(Records from a dataset)
□ □ □ □

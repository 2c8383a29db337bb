//! The animator seam and a frame-driven reference implementation.

use std::cell::RefCell;
use std::rc::Rc;

use momentum_ui_graphics::Point;

use crate::animation::{Easing, Lerp};

/// One-shot callback fired when the transition it was registered with ends.
pub type TransitionEnd = Box<dyn FnOnce()>;

/// The rendering collaborator that actually moves the surface.
///
/// Handles are shared between the gesture driver and completion callbacks,
/// so every method takes `&self`.
pub trait Animator {
    /// Configures the duration, in seconds, used by the next [`Animator::set_offset`].
    fn set_transition_duration(&self, seconds: f32);

    /// Moves the surface to `target` over the most recently configured duration.
    ///
    /// `on_complete` fires exactly once when this transition finishes. If the
    /// transition is superseded by another `set_offset` first, it never fires.
    fn set_offset(&self, target: Point, on_complete: Option<TransitionEnd>);

    /// The offset the surface is rendered at right now, mid-transition included.
    fn rendered_offset(&self) -> Point;
}

struct ActiveTransition {
    from: Point,
    target: Point,
    duration_nanos: u64,
    start_time_nanos: Option<u64>,
    on_complete: Option<TransitionEnd>,
}

struct TransitionInner {
    rendered: Point,
    duration_secs: f32,
    easing: Easing,
    active: Option<ActiveTransition>,
}

/// Interpolates the surface offset on frame ticks, the way a compositor
/// transition would.
///
/// A zero (or negative) duration moves immediately and completes in the same
/// call. Retargeting mid-flight restarts from the rendered position and drops
/// the superseded completion callback.
#[derive(Clone)]
pub struct TransitionAnimator {
    inner: Rc<RefCell<TransitionInner>>,
}

impl TransitionAnimator {
    pub fn new(initial: Point) -> Self {
        Self::with_easing(initial, Easing::default())
    }

    pub fn with_easing(initial: Point, easing: Easing) -> Self {
        Self {
            inner: Rc::new(RefCell::new(TransitionInner {
                rendered: initial,
                duration_secs: 0.0,
                easing,
                active: None,
            })),
        }
    }

    /// Duration the next `set_offset` will use.
    pub fn transition_duration(&self) -> f32 {
        self.inner.borrow().duration_secs
    }

    /// Final offset of the in-flight transition, or the rendered offset when idle.
    pub fn target(&self) -> Point {
        let inner = self.inner.borrow();
        inner
            .active
            .as_ref()
            .map_or(inner.rendered, |active| active.target)
    }

    pub fn is_running(&self) -> bool {
        self.inner.borrow().active.is_some()
    }

    /// Advances the in-flight transition to `frame_time_nanos`.
    ///
    /// The first frame after a transition starts anchors its start time.
    /// Returns `true` when a transition finished on this frame.
    pub fn advance(&self, frame_time_nanos: u64) -> bool {
        let finished = {
            let mut inner = self.inner.borrow_mut();
            let easing = inner.easing;
            let Some(active) = inner.active.as_mut() else {
                return false;
            };

            let start_time = *active.start_time_nanos.get_or_insert(frame_time_nanos);
            let elapsed = frame_time_nanos.saturating_sub(start_time);
            let duration = active.duration_nanos.max(1);
            let linear_progress = (elapsed as f32 / duration as f32).clamp(0.0, 1.0);
            let value = active.from.lerp(&active.target, easing.transform(linear_progress));

            if linear_progress >= 1.0 {
                let target = active.target;
                let on_complete = active.on_complete.take();
                inner.rendered = target;
                inner.active = None;
                Some(on_complete)
            } else {
                inner.rendered = value;
                None
            }
        };

        match finished {
            Some(on_complete) => {
                log::trace!("transition finished at {:?}", self.rendered_offset());
                if let Some(callback) = on_complete {
                    callback();
                }
                true
            }
            None => false,
        }
    }
}

impl Animator for TransitionAnimator {
    fn set_transition_duration(&self, seconds: f32) {
        self.inner.borrow_mut().duration_secs = seconds;
    }

    fn set_offset(&self, target: Point, on_complete: Option<TransitionEnd>) {
        let immediate = {
            let mut inner = self.inner.borrow_mut();
            let duration_secs = inner.duration_secs;
            if let Some(superseded) = inner.active.take() {
                log::trace!(
                    "transition to {:?} superseded by {:?}",
                    superseded.target,
                    target
                );
            }

            if duration_secs > 0.0 && duration_secs.is_finite() && inner.rendered != target {
                let from = inner.rendered;
                inner.active = Some(ActiveTransition {
                    from,
                    target,
                    duration_nanos: (duration_secs as f64 * 1_000_000_000.0) as u64,
                    start_time_nanos: None,
                    on_complete,
                });
                None
            } else {
                inner.rendered = target;
                Some(on_complete)
            }
        };

        // Nothing to interpolate: complete now, outside the borrow so the
        // callback may issue the next transition.
        if let Some(Some(callback)) = immediate {
            callback();
        }
    }

    fn rendered_offset(&self) -> Point {
        self.inner.borrow().rendered
    }
}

□ □ □ □

▶ [What is required] If a line of the data contains "bool", it counts; report the number of such lines and nothing else.

▶ [Your solution] 2